Keep in mind that there is a much easier way to get what you are after. If indeed both X and Y are supposed to be integers, use between/3 to enumerate integers ("lexicographical" here is the same as the order of natural numbers: 0, 1, 2, .... This is the order in which between/3 will enumerate possible solutions if the third argument is a variable):

pairs(N, R) :-
    succ(N0, N),
    bagof(P, pair(N0, P), R).

pair(N0, X-Y) :-
    between(0, N0, X),
    between(0, N0, Y).

And then:

?- pairs(2, R).
R = [0-0, 0-1, 1-0, 1-1].

?- pairs(3, R).
R = [0-0, 0-1, 0-2, 1-0, 1-1, 1-2, 2-0, 2-1, ... - ...].

I am using the conventional Prolog way of representing a pair, X-Y (in canonical form: -(X, Y)) instead of [X,Y] (canonical form: .(X, .(Y, []))).

The good thing about this program is that you can easily re-write it to work with another "alphabet" of your choosing.

?- between(0, Upper, X).

is semantically equivalent to:

x(0).
x(1).
% ...
x(Upper).

?- x(X).

For example, if we had an alphabet that consists of b, a, and c (in that order!):

foo(b).
foo(a).
foo(c).

foo_pairs(Ps) :-
    bagof(X-Y, ( foo(X), foo(Y) ), Ps).

and then:

?- foo_pairs(R).
R = [b-b, b-a, b-c, a-b, a-a, a-c, c-b, c-a, ... - ...].

The order of the clauses of foo/1 defines the order of your alphabet.

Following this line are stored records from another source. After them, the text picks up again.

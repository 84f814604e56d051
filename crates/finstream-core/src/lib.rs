//! Core domain types for FinStream market data.
//!
//! This crate provides the data shapes shared by the feed and the connection layer:
//! - `PriceUpdate` / `RawTick` / `EnrichedRecord`: a tick before validation,
//!   after validation, and with display metadata attached
//! - `enrich`: pure derivations (trend, animation, color, formatted strings)
//! - `ErrorRecord` / `NotificationRecord`: entries of the bounded history buffers
//! - `Clock`: time source for everything that reads "now"

pub mod clock;
pub mod enrich;
pub mod error;
pub mod format;
pub mod record;
pub mod tick;

pub use clock::{Clock, ManualClock, SystemClock};
pub use enrich::{animation_state, display_color, enrich, format_tick, trend, validate_tick};
pub use error::{CoreError, CoreResult, ValidationError};
pub use record::{
    parse_timestamp, Context, ErrorCode, ErrorRecord, MarketState, MarketStatus,
    NotificationAction, NotificationPayload, NotificationRecord, Severity,
};
pub use tick::{
    AnimationState, DisplayColor, EnrichedRecord, FormattedPrice, PriceUpdate, RawTick, Trend,
};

The conjunction foo(X), foo(Y) together with the order of X-Y in the pair defines the order of pairs in the list. Try writing for example bagof(X-Y, ( foo(Y), foo(X) ), Ps) to see what will be the order of pairs in Ps.

2

Use in combination with lambda!

?- use_module(library(lambda)).

In combination with init0/3 and xproduct//2 ("cross product") simply write:

?- init0(=,3,Xs), phrase(xproduct(\X^Y^phrase([X-Y]),Xs),Pss).
Xs = [0,1,2], Pss = [0-0,0-1,0-2,1-0,1-1,1-2,2-0,2-1,2-2].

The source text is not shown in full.